For this exercise, report every line of the material that includes "degrees".

───── Data for analysis ─────

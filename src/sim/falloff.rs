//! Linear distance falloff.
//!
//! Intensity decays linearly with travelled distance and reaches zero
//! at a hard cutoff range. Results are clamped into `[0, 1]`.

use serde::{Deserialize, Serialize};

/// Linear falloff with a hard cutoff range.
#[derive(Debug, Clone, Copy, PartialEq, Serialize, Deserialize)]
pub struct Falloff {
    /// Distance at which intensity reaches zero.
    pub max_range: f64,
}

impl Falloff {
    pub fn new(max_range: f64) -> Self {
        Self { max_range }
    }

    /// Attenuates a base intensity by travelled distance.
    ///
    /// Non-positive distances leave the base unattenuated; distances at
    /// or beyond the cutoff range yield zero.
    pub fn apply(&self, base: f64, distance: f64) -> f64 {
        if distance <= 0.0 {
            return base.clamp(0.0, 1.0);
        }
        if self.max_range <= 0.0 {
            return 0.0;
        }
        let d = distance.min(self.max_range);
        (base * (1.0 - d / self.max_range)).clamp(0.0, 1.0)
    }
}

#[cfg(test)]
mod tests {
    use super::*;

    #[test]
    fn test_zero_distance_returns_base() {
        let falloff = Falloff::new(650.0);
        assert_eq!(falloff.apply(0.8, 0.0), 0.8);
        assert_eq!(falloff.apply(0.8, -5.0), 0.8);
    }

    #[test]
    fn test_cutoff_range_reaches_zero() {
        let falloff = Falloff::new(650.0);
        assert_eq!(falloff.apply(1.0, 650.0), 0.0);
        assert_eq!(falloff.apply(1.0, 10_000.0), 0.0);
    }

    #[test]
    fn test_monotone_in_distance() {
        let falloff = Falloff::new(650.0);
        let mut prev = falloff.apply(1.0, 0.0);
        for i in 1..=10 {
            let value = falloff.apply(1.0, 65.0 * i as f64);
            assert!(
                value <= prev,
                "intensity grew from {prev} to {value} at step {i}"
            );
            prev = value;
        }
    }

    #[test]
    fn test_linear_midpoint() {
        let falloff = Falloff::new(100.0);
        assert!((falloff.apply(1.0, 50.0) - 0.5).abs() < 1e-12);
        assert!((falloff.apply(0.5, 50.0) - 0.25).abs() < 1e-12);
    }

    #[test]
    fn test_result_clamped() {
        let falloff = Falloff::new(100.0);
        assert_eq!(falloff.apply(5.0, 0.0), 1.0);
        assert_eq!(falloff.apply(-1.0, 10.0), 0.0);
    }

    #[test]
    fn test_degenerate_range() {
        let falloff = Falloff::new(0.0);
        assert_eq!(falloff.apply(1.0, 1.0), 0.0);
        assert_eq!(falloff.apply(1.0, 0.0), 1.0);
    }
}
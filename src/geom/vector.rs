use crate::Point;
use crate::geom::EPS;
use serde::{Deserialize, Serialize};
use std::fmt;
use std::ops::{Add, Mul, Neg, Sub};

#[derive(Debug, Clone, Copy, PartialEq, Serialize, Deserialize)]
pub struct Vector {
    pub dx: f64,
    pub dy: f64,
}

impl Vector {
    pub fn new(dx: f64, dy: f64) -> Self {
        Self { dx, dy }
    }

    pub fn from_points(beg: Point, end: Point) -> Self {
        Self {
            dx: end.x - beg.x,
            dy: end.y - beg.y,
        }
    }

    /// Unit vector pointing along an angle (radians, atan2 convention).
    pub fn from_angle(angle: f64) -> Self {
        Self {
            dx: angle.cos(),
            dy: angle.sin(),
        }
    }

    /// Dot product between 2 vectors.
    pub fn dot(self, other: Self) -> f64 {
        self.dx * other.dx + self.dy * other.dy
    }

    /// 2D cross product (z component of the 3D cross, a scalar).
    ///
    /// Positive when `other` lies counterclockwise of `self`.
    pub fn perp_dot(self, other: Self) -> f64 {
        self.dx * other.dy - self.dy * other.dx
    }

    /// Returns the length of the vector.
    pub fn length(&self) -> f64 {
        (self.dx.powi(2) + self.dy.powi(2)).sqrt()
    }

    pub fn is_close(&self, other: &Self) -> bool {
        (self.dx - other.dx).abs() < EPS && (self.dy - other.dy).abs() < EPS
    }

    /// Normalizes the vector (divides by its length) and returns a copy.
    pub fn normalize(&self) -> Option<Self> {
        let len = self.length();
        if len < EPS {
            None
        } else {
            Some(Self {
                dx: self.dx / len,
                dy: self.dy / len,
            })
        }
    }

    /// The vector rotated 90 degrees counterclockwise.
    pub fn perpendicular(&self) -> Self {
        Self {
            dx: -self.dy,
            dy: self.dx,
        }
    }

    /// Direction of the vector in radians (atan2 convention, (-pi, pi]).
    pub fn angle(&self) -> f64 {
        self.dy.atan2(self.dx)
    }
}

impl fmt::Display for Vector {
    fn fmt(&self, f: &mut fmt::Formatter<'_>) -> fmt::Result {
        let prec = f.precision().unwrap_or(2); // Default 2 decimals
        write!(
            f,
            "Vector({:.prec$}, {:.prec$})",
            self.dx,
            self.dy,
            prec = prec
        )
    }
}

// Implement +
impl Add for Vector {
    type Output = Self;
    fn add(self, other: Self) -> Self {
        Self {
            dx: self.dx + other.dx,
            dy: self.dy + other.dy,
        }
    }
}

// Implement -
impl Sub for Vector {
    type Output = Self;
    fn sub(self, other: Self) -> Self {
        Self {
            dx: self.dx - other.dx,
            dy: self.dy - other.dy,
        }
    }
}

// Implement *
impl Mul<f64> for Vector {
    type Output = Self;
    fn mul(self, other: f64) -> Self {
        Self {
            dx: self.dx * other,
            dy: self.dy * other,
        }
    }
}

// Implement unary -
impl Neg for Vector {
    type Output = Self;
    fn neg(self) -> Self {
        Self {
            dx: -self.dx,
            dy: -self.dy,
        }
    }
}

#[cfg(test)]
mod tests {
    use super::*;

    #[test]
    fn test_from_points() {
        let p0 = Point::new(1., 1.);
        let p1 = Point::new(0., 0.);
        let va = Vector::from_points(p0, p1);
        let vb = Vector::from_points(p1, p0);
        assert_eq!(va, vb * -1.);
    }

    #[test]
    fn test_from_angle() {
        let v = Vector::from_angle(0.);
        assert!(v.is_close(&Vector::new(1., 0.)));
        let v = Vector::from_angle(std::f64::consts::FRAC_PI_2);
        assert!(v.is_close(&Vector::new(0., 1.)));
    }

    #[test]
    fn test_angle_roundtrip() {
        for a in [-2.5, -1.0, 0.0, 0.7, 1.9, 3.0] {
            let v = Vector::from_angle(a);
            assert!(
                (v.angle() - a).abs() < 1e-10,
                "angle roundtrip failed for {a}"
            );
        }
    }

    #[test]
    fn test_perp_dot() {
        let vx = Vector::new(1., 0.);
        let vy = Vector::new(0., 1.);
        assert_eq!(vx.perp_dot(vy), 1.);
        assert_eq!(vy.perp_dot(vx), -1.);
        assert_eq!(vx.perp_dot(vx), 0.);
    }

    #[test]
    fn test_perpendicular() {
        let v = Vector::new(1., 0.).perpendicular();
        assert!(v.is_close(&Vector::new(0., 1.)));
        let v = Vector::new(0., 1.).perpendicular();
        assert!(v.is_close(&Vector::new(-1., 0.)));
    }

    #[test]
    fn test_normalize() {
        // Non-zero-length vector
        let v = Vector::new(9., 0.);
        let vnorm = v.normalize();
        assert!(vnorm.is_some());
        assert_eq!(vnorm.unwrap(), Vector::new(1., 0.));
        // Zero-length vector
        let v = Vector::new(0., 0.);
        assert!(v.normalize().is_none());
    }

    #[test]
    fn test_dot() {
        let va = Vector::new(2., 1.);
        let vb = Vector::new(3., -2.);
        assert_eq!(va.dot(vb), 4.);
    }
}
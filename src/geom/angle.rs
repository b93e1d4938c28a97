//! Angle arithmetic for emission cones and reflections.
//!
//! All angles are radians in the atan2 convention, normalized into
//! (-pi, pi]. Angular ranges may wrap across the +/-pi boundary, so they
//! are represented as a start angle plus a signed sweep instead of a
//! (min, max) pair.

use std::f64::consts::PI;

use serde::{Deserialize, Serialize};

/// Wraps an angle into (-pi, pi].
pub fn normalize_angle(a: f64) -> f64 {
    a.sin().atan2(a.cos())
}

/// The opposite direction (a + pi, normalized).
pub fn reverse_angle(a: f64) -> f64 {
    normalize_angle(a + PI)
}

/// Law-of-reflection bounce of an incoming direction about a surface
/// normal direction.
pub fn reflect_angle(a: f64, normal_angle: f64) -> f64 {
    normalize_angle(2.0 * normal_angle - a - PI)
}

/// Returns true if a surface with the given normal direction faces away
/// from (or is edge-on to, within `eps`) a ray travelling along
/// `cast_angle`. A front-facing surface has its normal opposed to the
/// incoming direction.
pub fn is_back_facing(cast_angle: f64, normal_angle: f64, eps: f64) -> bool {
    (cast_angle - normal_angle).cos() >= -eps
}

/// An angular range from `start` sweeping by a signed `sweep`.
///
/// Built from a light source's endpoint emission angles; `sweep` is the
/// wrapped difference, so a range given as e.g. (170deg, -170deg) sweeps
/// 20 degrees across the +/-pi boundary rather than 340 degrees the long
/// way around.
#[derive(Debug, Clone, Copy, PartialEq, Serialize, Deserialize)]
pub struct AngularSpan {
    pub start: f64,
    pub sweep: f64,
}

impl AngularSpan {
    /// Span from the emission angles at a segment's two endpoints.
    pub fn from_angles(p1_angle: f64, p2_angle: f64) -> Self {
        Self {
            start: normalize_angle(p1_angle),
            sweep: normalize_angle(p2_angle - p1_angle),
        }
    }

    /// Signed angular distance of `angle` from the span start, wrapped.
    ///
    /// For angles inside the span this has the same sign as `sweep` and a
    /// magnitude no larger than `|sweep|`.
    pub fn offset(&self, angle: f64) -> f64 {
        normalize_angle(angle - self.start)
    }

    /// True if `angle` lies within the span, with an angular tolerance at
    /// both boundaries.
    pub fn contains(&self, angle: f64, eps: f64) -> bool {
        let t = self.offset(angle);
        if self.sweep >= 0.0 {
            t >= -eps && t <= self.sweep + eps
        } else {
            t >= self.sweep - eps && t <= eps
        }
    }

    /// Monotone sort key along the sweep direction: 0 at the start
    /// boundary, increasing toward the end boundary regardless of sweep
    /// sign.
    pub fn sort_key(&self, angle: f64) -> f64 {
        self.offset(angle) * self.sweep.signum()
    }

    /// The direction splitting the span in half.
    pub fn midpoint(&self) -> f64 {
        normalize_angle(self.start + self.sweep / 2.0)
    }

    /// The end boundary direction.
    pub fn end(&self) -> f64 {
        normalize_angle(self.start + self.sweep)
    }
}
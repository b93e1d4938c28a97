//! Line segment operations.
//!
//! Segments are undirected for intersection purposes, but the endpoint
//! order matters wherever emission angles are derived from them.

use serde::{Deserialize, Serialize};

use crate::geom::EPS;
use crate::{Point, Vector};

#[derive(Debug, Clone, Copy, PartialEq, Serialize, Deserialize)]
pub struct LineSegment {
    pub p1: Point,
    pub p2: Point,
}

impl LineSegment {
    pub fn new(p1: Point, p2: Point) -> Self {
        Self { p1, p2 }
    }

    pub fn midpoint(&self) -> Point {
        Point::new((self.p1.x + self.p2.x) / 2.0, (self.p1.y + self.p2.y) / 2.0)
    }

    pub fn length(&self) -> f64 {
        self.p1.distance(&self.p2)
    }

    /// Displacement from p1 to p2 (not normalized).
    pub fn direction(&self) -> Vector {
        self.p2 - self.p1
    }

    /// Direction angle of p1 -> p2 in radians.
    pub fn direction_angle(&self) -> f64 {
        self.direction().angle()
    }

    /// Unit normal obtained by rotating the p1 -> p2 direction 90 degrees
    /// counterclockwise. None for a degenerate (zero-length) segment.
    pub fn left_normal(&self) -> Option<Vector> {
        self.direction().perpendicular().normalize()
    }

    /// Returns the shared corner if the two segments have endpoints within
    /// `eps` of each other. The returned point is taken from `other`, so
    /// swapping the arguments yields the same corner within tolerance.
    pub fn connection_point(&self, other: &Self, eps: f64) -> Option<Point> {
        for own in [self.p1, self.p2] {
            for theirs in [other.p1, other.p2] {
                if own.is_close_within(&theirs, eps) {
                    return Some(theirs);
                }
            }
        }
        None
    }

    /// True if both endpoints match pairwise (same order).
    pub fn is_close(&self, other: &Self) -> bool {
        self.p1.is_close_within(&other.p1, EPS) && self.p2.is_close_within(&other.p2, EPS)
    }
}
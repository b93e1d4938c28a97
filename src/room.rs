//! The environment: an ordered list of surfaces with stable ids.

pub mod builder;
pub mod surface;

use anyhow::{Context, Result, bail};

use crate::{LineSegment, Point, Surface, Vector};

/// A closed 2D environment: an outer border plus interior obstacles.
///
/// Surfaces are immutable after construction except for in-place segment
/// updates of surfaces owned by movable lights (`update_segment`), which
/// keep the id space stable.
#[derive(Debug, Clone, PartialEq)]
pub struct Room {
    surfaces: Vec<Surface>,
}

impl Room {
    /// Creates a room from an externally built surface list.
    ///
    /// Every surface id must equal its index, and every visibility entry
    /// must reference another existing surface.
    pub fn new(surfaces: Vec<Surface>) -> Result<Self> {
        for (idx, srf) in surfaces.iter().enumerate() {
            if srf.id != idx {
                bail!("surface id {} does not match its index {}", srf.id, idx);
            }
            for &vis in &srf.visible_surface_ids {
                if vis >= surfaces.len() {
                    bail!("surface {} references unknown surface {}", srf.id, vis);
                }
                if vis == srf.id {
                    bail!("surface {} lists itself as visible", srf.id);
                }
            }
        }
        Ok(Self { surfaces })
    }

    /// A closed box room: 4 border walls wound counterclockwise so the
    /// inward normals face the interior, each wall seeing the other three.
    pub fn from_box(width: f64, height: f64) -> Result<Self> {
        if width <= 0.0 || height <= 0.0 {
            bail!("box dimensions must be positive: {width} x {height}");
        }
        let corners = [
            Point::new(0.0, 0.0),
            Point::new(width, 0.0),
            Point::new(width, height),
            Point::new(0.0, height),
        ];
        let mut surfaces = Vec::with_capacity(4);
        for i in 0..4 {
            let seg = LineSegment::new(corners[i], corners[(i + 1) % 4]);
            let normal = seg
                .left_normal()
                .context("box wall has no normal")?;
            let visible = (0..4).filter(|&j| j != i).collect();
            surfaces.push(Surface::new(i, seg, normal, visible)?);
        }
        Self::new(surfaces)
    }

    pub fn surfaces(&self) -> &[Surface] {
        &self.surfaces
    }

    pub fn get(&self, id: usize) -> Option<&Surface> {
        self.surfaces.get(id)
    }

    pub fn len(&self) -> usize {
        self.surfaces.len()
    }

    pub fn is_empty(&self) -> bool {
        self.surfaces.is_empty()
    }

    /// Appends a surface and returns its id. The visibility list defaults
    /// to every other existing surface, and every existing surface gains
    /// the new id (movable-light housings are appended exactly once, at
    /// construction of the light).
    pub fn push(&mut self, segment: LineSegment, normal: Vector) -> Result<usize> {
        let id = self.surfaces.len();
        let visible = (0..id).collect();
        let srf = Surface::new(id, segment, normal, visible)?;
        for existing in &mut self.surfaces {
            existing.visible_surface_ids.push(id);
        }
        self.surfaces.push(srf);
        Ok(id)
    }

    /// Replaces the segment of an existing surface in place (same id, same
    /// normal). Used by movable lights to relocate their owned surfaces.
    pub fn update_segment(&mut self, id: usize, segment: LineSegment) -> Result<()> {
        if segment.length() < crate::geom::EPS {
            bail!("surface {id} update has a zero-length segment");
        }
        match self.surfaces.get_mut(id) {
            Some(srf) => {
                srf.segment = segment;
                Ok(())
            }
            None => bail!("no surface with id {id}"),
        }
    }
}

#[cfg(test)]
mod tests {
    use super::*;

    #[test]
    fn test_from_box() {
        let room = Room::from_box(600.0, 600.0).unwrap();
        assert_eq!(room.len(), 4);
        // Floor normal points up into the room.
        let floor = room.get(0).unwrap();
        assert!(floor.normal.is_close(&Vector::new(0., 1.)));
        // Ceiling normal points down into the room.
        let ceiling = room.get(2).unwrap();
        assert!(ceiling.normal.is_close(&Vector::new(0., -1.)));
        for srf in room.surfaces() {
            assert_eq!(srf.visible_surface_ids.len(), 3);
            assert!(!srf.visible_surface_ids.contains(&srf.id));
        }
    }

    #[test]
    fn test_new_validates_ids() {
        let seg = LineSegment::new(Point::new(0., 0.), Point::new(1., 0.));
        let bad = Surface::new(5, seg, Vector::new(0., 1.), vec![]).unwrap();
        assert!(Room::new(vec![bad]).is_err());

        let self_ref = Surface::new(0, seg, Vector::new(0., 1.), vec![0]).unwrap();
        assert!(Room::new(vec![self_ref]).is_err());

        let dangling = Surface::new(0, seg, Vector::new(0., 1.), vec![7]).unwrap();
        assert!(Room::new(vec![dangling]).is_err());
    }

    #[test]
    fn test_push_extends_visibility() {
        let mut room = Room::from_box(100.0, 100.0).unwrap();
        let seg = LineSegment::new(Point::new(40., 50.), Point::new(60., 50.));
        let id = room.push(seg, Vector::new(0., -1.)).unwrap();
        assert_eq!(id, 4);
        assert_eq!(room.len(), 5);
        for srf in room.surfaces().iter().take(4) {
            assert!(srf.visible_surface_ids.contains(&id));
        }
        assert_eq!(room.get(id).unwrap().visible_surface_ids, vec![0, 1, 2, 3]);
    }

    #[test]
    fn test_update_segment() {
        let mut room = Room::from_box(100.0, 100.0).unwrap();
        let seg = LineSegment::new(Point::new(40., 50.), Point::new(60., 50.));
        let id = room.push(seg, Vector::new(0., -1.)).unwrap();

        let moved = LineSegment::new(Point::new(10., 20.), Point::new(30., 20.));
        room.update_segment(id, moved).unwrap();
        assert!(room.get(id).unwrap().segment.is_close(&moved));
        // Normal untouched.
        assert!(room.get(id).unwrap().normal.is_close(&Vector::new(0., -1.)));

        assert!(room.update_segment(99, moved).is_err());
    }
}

─────

— Your solution —
    /// The vector rotated 90 degrees counterclockwise.
/// 20 degrees across the +/-pi boundary rather than 340 degrees the long
    /// Unit normal obtained by rotating the p1 -> p2 direction 90 degrees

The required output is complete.